Wattenbarger referred to the second phase as the “block out” phase. Blocking in this context could be seen as virtually synonymous with the theatre term of the same name. In that definition, blocking refers to the placement of actors on a stage; in a video game multiplayer map, the objects, objectives, and structures are not unlike actors, taking place in a defined area. At this stage however, the map looks almost nothing like the end product.
“I’ll use Longbow as an example,” Wattenbarger said. “We had a block out that had multiple bases and was lots of fun for vehicles and infantry, but did not visually look pretty at all. That was the block out of the map, and separately we had this idea generation and visual concepts that—‘Oh there’s this mass accelerator that’s gonna jettison these canisters up to a moon base.’ That was the big idea visually.”
“From there, slowly, these ideas between game play and visuals get integrated together. So the next phase is the second phase of block out, where we basically start trying to actually make it look pretty. First, we slowly rez in with the visuals to make sure we’re not breaking anything on the fun side, and then once we feel confident yes, we’ve made it fun, we’ve added all the visual key themes in there, we go to town and go to full-force art production. At the final phase we have a final art polish.”
Hoberman jumped in to elaborate. “By the time artists really dive in on the map, it’s 90% of the way there from a design standpoint,” he said. “Their job is to make it look pretty without breaking things that work really well that are fun.” Hoberman said that the team has so much experience now and knows their way around so well that they rarely make significant changes once a map goes beyond the concept phase. It still happens on occasion, though.
“There’s a map in [the upcoming War Games map pack] where the original concept… it was originally envisioned as a Slayer map. And we put it together and played it, and it was fun in Slayer, but at some point we tried out a game of CTF on it and it was like, ‘Holy shit, even though this wasn’t really designed as a CTF map, it’s actually more fun in CTF than Slayer,’ so we actually had to change our priorities.
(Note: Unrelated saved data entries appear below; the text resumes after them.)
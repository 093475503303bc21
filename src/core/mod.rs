/// Core Server Framework Module
///
/// - config.rs: environment-driven process configuration
/// - error.rs: per-call and startup error types
/// - protocol.rs: JSON-RPC 2.0 / MCP message types
/// - registry.rs: closed tool set and call dispatch
/// - server.rs: HTTP and STDIO transports

pub mod config;
pub mod error;
pub mod protocol;
pub mod registry;
pub mod server;
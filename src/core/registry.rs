/// Tool Registry
///
/// The set of tools is closed: `ToolId` enumerates every tool this server
/// knows and `ToolRegistry::dispatch` matches on it exhaustively, so adding a
/// tool means adding a variant and the compiler points at every place that
/// has to handle it. The registry is built once at startup and only read
/// afterwards, so it can be shared across tasks without locking.

use serde_json::Value;
use tracing::{debug, warn};

use crate::core::error::ToolError;
use crate::core::protocol::{McpTool, ToolResult};
use crate::tools::pagespeed::{self, PageSpeedClient, RunPageSpeedTestParams};

/// Identifier of a registered tool.
#[derive(Debug, Clone, Copy, PartialEq, Eq)]
pub enum ToolId {
    RunPageSpeedTest,
}

impl ToolId {
    /// Every tool, in `tools/list` order.
    pub const ALL: [ToolId; 1] = [ToolId::RunPageSpeedTest];

    pub fn name(self) -> &'static str {
        match self {
            ToolId::RunPageSpeedTest => pagespeed::TOOL_NAME,
        }
    }

    /// Exact, case-sensitive lookup by wire name.
    pub fn from_name(name: &str) -> Option<Self> {
        Self::ALL.into_iter().find(|tool| tool.name() == name)
    }

    fn descriptor(self) -> McpTool {
        match self {
            ToolId::RunPageSpeedTest => pagespeed::descriptor(),
        }
    }
}

/// Registry of available MCP tools and the collaborators their handlers need.
pub struct ToolRegistry {
    tools: Vec<McpTool>,
    pagespeed: PageSpeedClient,
}

impl ToolRegistry {
    pub fn new(pagespeed: PageSpeedClient) -> Self {
        Self {
            tools: ToolId::ALL.iter().map(|tool| tool.descriptor()).collect(),
            pagespeed,
        }
    }

    /// Metadata for every registered tool.
    pub fn list_tools(&self) -> &[McpTool] {
        &self.tools
    }

    /// Route a named call to its handler.
    ///
    /// Never fails: unknown names, invalid arguments and remote failures all
    /// come back as an `isError` result.
    pub async fn call_tool(&self, name: &str, arguments: Value) -> ToolResult {
        let outcome = match ToolId::from_name(name) {
            Some(tool) => self.dispatch(tool, arguments).await,
            None => Err(ToolError::UnknownTool(name.to_string())),
        };

        match &outcome {
            Ok(_) => debug!(tool = name, "tool call succeeded"),
            Err(err) => warn!(tool = name, error = %err, "tool call failed"),
        }
        ToolResult::from(outcome)
    }

    async fn dispatch(&self, tool: ToolId, arguments: Value) -> Result<Value, ToolError> {
        match tool {
            ToolId::RunPageSpeedTest => {
                let params = RunPageSpeedTestParams::parse(arguments)?;
                self.pagespeed.run(&params).await
            }
        }
    }
}
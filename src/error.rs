/// Reasons the form refuses to submit.
#[derive(Debug, thiserror::Error, PartialEq, Eq)]
pub enum FormError {
    #[error("Please complete all fields.")]
    Incomplete,
    #[error("a submission is already in flight")]
    Busy,
}

/// Outcome of a failed delivery to the injuries endpoint. Only ever logged.
#[derive(Debug, thiserror::Error)]
pub enum SubmitError {
    #[error("transport failure: {0}")]
    Transport(#[from] reqwest::Error),
    #[error("endpoint answered with status {0}")]
    Status(reqwest::StatusCode),
    #[error("submission worker stopped before reporting a result")]
    Abandoned,
}

#[derive(Debug, thiserror::Error)]
pub enum DiagramError {
    #[error("failed to read diagram image {path}: {source}")]
    Read {
        path: String,
        #[source]
        source: std::io::Error,
    },
    #[error("failed to decode diagram image: {0}")]
    Decode(#[from] image::ImageError),
}

pub type SubmitResult = Result<(), SubmitError>;
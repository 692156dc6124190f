use crate::model::Record;

/// Append-only list of the injuries submitted this session.
#[derive(Debug, Default)]
pub struct RecordStore {
    records: Vec<Record>,
}

impl RecordStore {
    pub fn append(&mut self, record: Record) {
        self.records.push(record);
    }

    /// Records in the order they were submitted.
    pub fn all(&self) -> &[Record] {
        &self.records
    }

    pub fn len(&self) -> usize {
        self.records.len()
    }

    pub fn is_empty(&self) -> bool {
        self.records.is_empty()
    }
}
Our priority was Slayer first, then CTF and we inverted them along the way.” Changes didn’t stop there.
“And then, along the way, we also said ‘You know what? This map wasn’t designed for flying vehicles, but I bet it’d be really fun with flying vehicles!’ And again, it was like, ‘This works really well!’ Those discoveries happen. I wouldn’t say they happen that often, but one out of every four or five maps, you get some crazy, unexpected thing like that.”
Halo: full circle
Certain Affinity’s first project was the Blastacular Map Pack for Halo 2. They also created the Defiant Map Pack for Halo: Reach and have even worked with 343 Industries prior to Halo 4 with Halo: Combat Evolved Anniversary. This is a series they are intimately familiar with. It might be surprising then, that many of the changes and new modes for Halo 4 come from these series veterans.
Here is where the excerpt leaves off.